Parsing evernote xml with element tree on python: how to find/delete elements with specific tag name

https://stackoverflow.com/questions/23331309

10-07-2023
|

Question

I would want to get all text connected with en-todo elements from evernote note on xml. Is there any function to get all tags with specific name from root by one line?

I have tried root.findall("en-todo"), but it returns nothings.

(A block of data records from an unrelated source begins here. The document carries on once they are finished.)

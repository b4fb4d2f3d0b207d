//! Filter state: manifold mean, error-state covariance and feature slots.
//!
//! Frames:
//! - `W` world (z up, gravity along -z)
//! - `A` robocentric anchor, the body frame at the last anchor reset
//! - `B` body / IMU
//! - `C_i` camera i
//! - `E_k` external reference frame of auxiliary pose k

use nalgebra::{DMatrix, DVector, UnitQuaternion, Vector2, Vector3};

use super::feature::{DepthParameterization, FeatureArena};
use super::layout::*;
use crate::config::{FilterConfig, NumericsConfig};
use crate::error::DivergenceReason;
use crate::geometry::{so3, Bearing, SE3};
use crate::imu::ImuInitState;

/// Mean of one feature: bearing in `A` and depth parameter.
#[derive(Debug, Clone, Copy, PartialEq)]
pub struct FeatureMean {
    pub bearing: Bearing,
    pub depth: f64,
}

/// Manifold-valued filter mean.
#[derive(Debug, Clone, PartialEq)]
pub struct StateMean {
    /// p_AB
    pub position: Vector3<f64>,
    /// v_B
    pub velocity: Vector3<f64>,
    /// q_AB
    pub attitude: UnitQuaternion<f64>,
    pub gyro_bias: Vector3<f64>,
    pub acc_bias: Vector3<f64>,
    /// T_WA
    pub anchor: SE3,
    /// T_BC per camera.
    pub extrinsics: Vec<SE3>,
    /// T_EW per auxiliary frame.
    pub aux_poses: Vec<SE3>,
    pub features: Vec<FeatureMean>,
}

#[inline]
fn seg3(v: &DVector<f64>, at: usize) -> Vector3<f64> {
    v.fixed_rows::<3>(at).into_owned()
}

impl StateMean {
    pub fn new(layout: &StateLayout, extrinsics: Vec<SE3>, initial_depth: f64) -> Self {
        debug_assert_eq!(extrinsics.len(), layout.cameras);
        Self {
            position: Vector3::zeros(),
            velocity: Vector3::zeros(),
            attitude: UnitQuaternion::identity(),
            gyro_bias: Vector3::zeros(),
            acc_bias: Vector3::zeros(),
            anchor: SE3::identity(),
            extrinsics,
            aux_poses: vec![SE3::identity(); layout.aux_poses],
            features: vec![
                FeatureMean { bearing: Bearing::forward(), depth: initial_depth };
                layout.features
            ],
        }
    }

    pub fn layout(&self) -> StateLayout {
        StateLayout::new(self.extrinsics.len(), self.aux_poses.len(), self.features.len())
    }

    /// T_AB
    pub fn robocentric_pose(&self) -> SE3 {
        SE3::new(self.attitude, self.position)
    }

    /// T_WB
    pub fn world_pose(&self) -> SE3 {
        self.anchor.compose(&self.robocentric_pose())
    }

    /// Feature point in `A`.
    pub fn feature_point(&self, i: usize, depth: DepthParameterization) -> Vector3<f64> {
        let f = &self.features[i];
        f.bearing.vector() * depth.distance(f.depth)
    }

    /// `self ⊞ δ`.
    pub fn boxplus(&self, delta: &DVector<f64>) -> Self {
        let mut out = self.clone();
        out.boxplus_in_place(delta);
        out
    }

    pub fn boxplus_in_place(&mut self, delta: &DVector<f64>) {
        let layout = self.layout();
        debug_assert_eq!(delta.len(), layout.dim());

        self.position += seg3(delta, POS);
        self.velocity += seg3(delta, VEL);
        self.attitude = so3::boxplus(&self.attitude, &seg3(delta, ATT));
        self.gyro_bias += seg3(delta, GYRO_BIAS);
        self.acc_bias += seg3(delta, ACC_BIAS);
        self.anchor = self.anchor.boxplus(&seg3(delta, ANCHOR_POS), &seg3(delta, ANCHOR_ATT));

        for (c, ext) in self.extrinsics.iter_mut().enumerate() {
            let s = layout.extrinsic(c);
            *ext = ext.boxplus(&seg3(delta, s), &seg3(delta, s + 3));
        }
        for (k, aux) in self.aux_poses.iter_mut().enumerate() {
            let s = layout.aux(k);
            *aux = aux.boxplus(&seg3(delta, s), &seg3(delta, s + 3));
        }
        for (i, f) in self.features.iter_mut().enumerate() {
            let s = layout.feature(i);
            f.bearing = f.bearing.boxplus(&Vector2::new(delta[s], delta[s + 1]));
            f.depth += delta[s + 2];
        }
    }

    /// `self ⊟ other`: the δ with `other ⊞ δ = self`.
    pub fn boxminus(&self, other: &StateMean) -> DVector<f64> {
        let layout = self.layout();
        debug_assert_eq!(layout, other.layout());
        let mut d = DVector::zeros(layout.dim());

        d.fixed_rows_mut::<3>(POS).copy_from(&(self.position - other.position));
        d.fixed_rows_mut::<3>(VEL).copy_from(&(self.velocity - other.velocity));
        d.fixed_rows_mut::<3>(ATT).copy_from(&so3::boxminus(&self.attitude, &other.attitude));
        d.fixed_rows_mut::<3>(GYRO_BIAS).copy_from(&(self.gyro_bias - other.gyro_bias));
        d.fixed_rows_mut::<3>(ACC_BIAS).copy_from(&(self.acc_bias - other.acc_bias));
        let (dp, dth) = self.anchor.boxminus(&other.anchor);
        d.fixed_rows_mut::<3>(ANCHOR_POS).copy_from(&dp);
        d.fixed_rows_mut::<3>(ANCHOR_ATT).copy_from(&dth);

        for c in 0..layout.cameras {
            let s = layout.extrinsic(c);
            let (dp, dth) = self.extrinsics[c].boxminus(&other.extrinsics[c]);
            d.fixed_rows_mut::<3>(s).copy_from(&dp);
            d.fixed_rows_mut::<3>(s + 3).copy_from(&dth);
        }
        for k in 0..layout.aux_poses {
            let s = layout.aux(k);
            let (dp, dth) = self.aux_poses[k].boxminus(&other.aux_poses[k]);
            d.fixed_rows_mut::<3>(s).copy_from(&dp);
            d.fixed_rows_mut::<3>(s + 3).copy_from(&dth);
        }
        for i in 0..layout.features {
            let s = layout.feature(i);
            let db = self.features[i].bearing.boxminus(&other.features[i].bearing);
            d[s] = db.x;
            d[s + 1] = db.y;
            d[s + 2] = self.features[i].depth - other.features[i].depth;
        }
        d
    }

    /// Name of the first block holding a NaN or infinity.
    pub fn first_non_finite(&self) -> Option<&'static str> {
        let finite3 = |v: &Vector3<f64>| v.iter().all(|x| x.is_finite());
        let finite_q = |q: &UnitQuaternion<f64>| q.coords.iter().all(|x| x.is_finite());

        if !finite3(&self.position) {
            return Some("position");
        }
        if !finite3(&self.velocity) {
            return Some("velocity");
        }
        if !finite_q(&self.attitude) {
            return Some("attitude");
        }
        if !finite3(&self.gyro_bias) {
            return Some("gyro_bias");
        }
        if !finite3(&self.acc_bias) {
            return Some("acc_bias");
        }
        if !self.anchor.is_finite() {
            return Some("anchor");
        }
        if !self.extrinsics.iter().all(SE3::is_finite) {
            return Some("extrinsics");
        }
        if !self.aux_poses.iter().all(SE3::is_finite) {
            return Some("auxiliary_pose");
        }
        if !self.features.iter().all(|f| f.bearing.is_finite() && f.depth.is_finite()) {
            return Some("feature");
        }
        None
    }
}

/// Full filter state.
#[derive(Debug, Clone)]
pub struct FilterState {
    pub layout: StateLayout,
    /// Time (s) the mean refers to; `-inf` before the first IMU sample.
    pub timestamp: f64,
    pub init: ImuInitState,
    /// Incremented by every anchor reset.
    pub anchor_epoch: u64,
    pub depth: DepthParameterization,
    pub mean: StateMean,
    pub slots: FeatureArena,
    covariance: DMatrix<f64>,
}

impl FilterState {
    /// Prior state for `config`, with camera extrinsics from calibration.
    pub fn new(config: &FilterConfig, extrinsics: Vec<SE3>, feature_prior: (f64, f64)) -> Self {
        let layout = StateLayout::new(
            config.camera_count,
            config.auxiliary_pose_count,
            config.max_features,
        );
        let depth = config.features.depth_parameterization;
        let initial_depth = depth.parameter(config.features.initial_distance);
        Self {
            layout,
            timestamp: f64::NEG_INFINITY,
            init: ImuInitState::AwaitingImu,
            anchor_epoch: 0,
            depth,
            mean: StateMean::new(&layout, extrinsics, initial_depth),
            slots: FeatureArena::new(config.max_features, config.pyramid_levels, config.patch_size),
            covariance: prior_covariance(config, &layout, feature_prior),
        }
    }

    pub fn covariance(&self) -> &DMatrix<f64> {
        &self.covariance
    }

    /// Raw access to the covariance. Callers must run [`FilterState::check_health`]
    /// before the state is used again.
    pub fn covariance_mut(&mut self) -> &mut DMatrix<f64> {
        &mut self.covariance
    }

    /// Replace the covariance after checking it. A matrix that passes is
    /// stored symmetrized; a failing one leaves the state untouched.
    pub fn commit_covariance(
        &mut self,
        p: DMatrix<f64>,
        numerics: &NumericsConfig,
    ) -> Result<(), DivergenceReason> {
        check_covariance(&p, numerics)?;
        self.covariance = symmetrize(p);
        Ok(())
    }

    pub fn check_health(&self, numerics: &NumericsConfig) -> Result<(), DivergenceReason> {
        if let Some(block) = self.mean.first_non_finite() {
            return Err(DivergenceReason::NonFiniteMean { block });
        }
        if !self.timestamp.is_finite() && self.init == ImuInitState::GravityAligned {
            return Err(DivergenceReason::NonFiniteMean { block: "timestamp" });
        }
        check_covariance(&self.covariance, numerics)
    }

    /// Decouple slot `i` from the rest of the state and set its prior.
    pub fn reset_feature_covariance(&mut self, i: usize, bearing_var: f64, depth_var: f64) {
        let s = self.layout.feature(i);
        let n = self.layout.dim();
        for r in s..s + FEATURE_DIM {
            for c in 0..n {
                self.covariance[(r, c)] = 0.0;
                self.covariance[(c, r)] = 0.0;
            }
        }
        self.covariance[(s, s)] = bearing_var;
        self.covariance[(s + 1, s + 1)] = bearing_var;
        self.covariance[(s + 2, s + 2)] = depth_var;
    }

    /// Standard deviation of a scalar error-state component.
    pub fn sigma(&self, index: usize) -> f64 {
        self.covariance[(index, index)].max(0.0).sqrt()
    }
}

/// Diagonal prior covariance.
pub fn prior_covariance(
    config: &FilterConfig,
    layout: &StateLayout,
    feature_prior: (f64, f64),
) -> DMatrix<f64> {
    let ic = &config.initial_covariance;
    let mut diag = DVector::zeros(layout.dim());
    let mut set = |start: usize, len: usize, value: f64| {
        diag.rows_mut(start, len).fill(value);
    };
    set(POS, 3, ic.position);
    set(VEL, 3, ic.velocity);
    set(ATT, 3, ic.attitude);
    set(GYRO_BIAS, 3, ic.gyro_bias);
    set(ACC_BIAS, 3, ic.acc_bias);
    set(ANCHOR_POS, 3, ic.anchor_position);
    set(ANCHOR_ATT, 3, ic.anchor_attitude);
    for c in 0..layout.cameras {
        let s = layout.extrinsic(c);
        let (p, a) = if config.estimate_extrinsics {
            (ic.extrinsic_position, ic.extrinsic_attitude)
        } else {
            (0.0, 0.0)
        };
        set(s, 3, p);
        set(s + 3, 3, a);
    }
    for k in 0..layout.aux_poses {
        let s = layout.aux(k);
        set(s, 3, ic.auxiliary_position);
        set(s + 3, 3, ic.auxiliary_attitude);
    }
    let (bearing_var, depth_var) = feature_prior;
    for i in 0..layout.features {
        let s = layout.feature(i);
        set(s, 2, bearing_var);
        set(s + 2, 1, depth_var);
    }
    DMatrix::from_diagonal(&diag)
}

fn symmetrize(mut p: DMatrix<f64>) -> DMatrix<f64> {
    let n = p.nrows();
    for i in 0..n {
        for j in (i + 1)..n {
            let v = 0.5 * (p[(i, j)] + p[(j, i)]);
            p[(i, j)] = v;
            p[(j, i)] = v;
        }
    }
    p
}

/// Finite, symmetric within tolerance, and positive semi-definite.
pub fn check_covariance(
    p: &DMatrix<f64>,
    numerics: &NumericsConfig,
) -> Result<(), DivergenceReason> {
    let n = p.nrows();
    for c in 0..n {
        for r in 0..n {
            if !p[(r, c)].is_finite() {
                return Err(DivergenceReason::NonFiniteCovariance { row: r, col: c });
            }
        }
    }

    let max_abs = p.amax();
    let mut asymmetry = 0.0f64;
    for i in 0..n {
        for j in (i + 1)..n {
            asymmetry = asymmetry.max((p[(i, j)] - p[(j, i)]).abs());
        }
    }
    let tolerance = numerics.symmetry_tolerance * (1.0 + max_abs);
    if asymmetry > tolerance {
        return Err(DivergenceReason::Asymmetric { asymmetry, tolerance });
    }

    let max_diag = p.diagonal().amax();
    let mut loaded = symmetrize(p.clone());
    let load = numerics.psd_tolerance * (1.0 + max_diag);
    for i in 0..n {
        loaded[(i, i)] += load;
    }
    if loaded.cholesky().is_none() {
        return Err(DivergenceReason::NotPositiveSemiDefinite);
    }
    Ok(())
}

Typical evernote note can contain en-todo elements with different levels of nesting. En-todo tags are often inside span tag, although sometimes the whole stack en-todo and text can be inside that span tag. It is making parsing quite complicated.
Is there any simple way to delete all span tags from xml with keeping its children? Can you suggest any other solutions?

<?xml version="1.0" encoding="UTF-8"?> <!DOCTYPE en-note SYSTEM
"http://xml.evernote.com/pub/enml2.dtd">
<en-note>
<div>
<en-todo></en-todo>
<span>one task</span>
</div>

<div><span><br clear="none"/></span></div>

<div><span>
<en-todo></en-todo>
<span>second task</span>
<br clear="none"/>
<span><en-todo></en-todo>third task</span>
<br clear="none"/>
<span><en-todo></en-todo>forth task</span>
<br clear="none"/>
<span><en-todo></en-todo>fifth task</span>
</span></div>
...

Solution

Get it by xpath:

root.findall('.//en-todo')

This will find you all en-todo elements at any level of nesting.

Licensed under: CC-BY-SA with attribution

Not affiliated with StackOverflow